■ **Required action**:
The lines to copy are those holding the string "SocketAddr" in the entries below.

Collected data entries
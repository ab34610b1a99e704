//! testlink listener: entry point.
//!
//! ```text
//! testlink-listener --port 9000          Log decoded messages
//! testlink-listener --port 9000 --json   Also print one JSON line per message
//! testlink-listener --gen-config         Write default config to stdout
//! ```

use std::net::SocketAddr;
use std::path::PathBuf;

use clap::Parser;
use testlink_core::TestlinkConfig;
use testlink_listener::server::{Listener, ListenerEvent, drain_pending};
use tokio::sync::mpsc;
use tracing::{error, info};
use tracing_subscriber::EnvFilter;

// ── CLI ──────────────────────────────────────────────────────────

#[derive(Parser, Debug)]
#[command(name = "testlink-listener", about = "Receive testlink back-channel sessions")]
struct Cli {
    /// Port to listen on.
    #[arg(short, long, default_value_t = 9000)]
    port: u16,

    /// Address to bind. Defaults to `network.remote_address` from the config.
    #[arg(long)]
    bind: Option<std::net::IpAddr>,

    /// Print each message and session summary as a JSON line on stdout.
    #[arg(long)]
    json: bool,

    /// Path to configuration TOML file.
    #[arg(short, long, default_value = "testlink.toml")]
    config: PathBuf,

    /// Print the default configuration to stdout and exit.
    #[arg(long)]
    gen_config: bool,
}

// ── Main ─────────────────────────────────────────────────────────

#[tokio::main]
async fn main() -> Result<(), Box<dyn std::error::Error>> {
    let cli = Cli::parse();

    if cli.gen_config {
        let text = toml::to_string_pretty(&TestlinkConfig::default())?;
        println!("{text}");
        return Ok(());
    }

    let config = TestlinkConfig::load(&cli.config);

    // Init tracing. Logs go to stderr so stdout stays clean for --json.
    let filter = EnvFilter::try_from_default_env()
        .unwrap_or_else(|_| EnvFilter::new(&config.logging.level));
    tracing_subscriber::fmt()
        .with_env_filter(filter)
        .with_writer(std::io::stderr)
        .init();

    info!("testlink-listener v{}", env!("CARGO_PKG_VERSION"));

    let ip = cli.bind.unwrap_or(config.network.remote_address);
    let (tx, mut rx) = mpsc::unbounded_channel();
    let listener = Listener::bind(SocketAddr::new(ip, cli.port), tx).await?;

    let run = listener.run();
    let ctrl_c = tokio::signal::ctrl_c();
    tokio::pin!(run, ctrl_c);

    loop {
        tokio::select! {
            Some(event) = rx.recv() => {
                if cli.json {
                    print_json(&event);
                }
            }
            result = &mut run => {
                if let Err(e) = &result {
                    error!("listener stopped: {e}");
                }
                result?;
                break;
            }
            _ = &mut ctrl_c => {
                info!("Ctrl-C received, shutting down");
                break;
            }
        }
    }

    // Session tasks may have queued events the loop has not printed yet.
    for event in drain_pending(&mut rx) {
        if cli.json {
            print_json(&event);
        }
    }

    Ok(())
}

fn print_json(event: &ListenerEvent) {
    let line = match event {
        ListenerEvent::Message { peer, message } => serde_json::json!({
            "peer": peer.to_string(),
            "message": message,
        }),
        ListenerEvent::Closed { peer, transcript } => serde_json::json!({
            "peer": peer.to_string(),
            "closed": {
                "complete": transcript.is_complete(),
                "frames": transcript.frame_count(),
                "outcomes": transcript.outcomes(),
            },
        }),
    };
    println!("{line}");
}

■ **Exercise solution**:
use std::net::SocketAddr;
    let listener = Listener::bind(SocketAddr::new(ip, cli.port), tx).await?;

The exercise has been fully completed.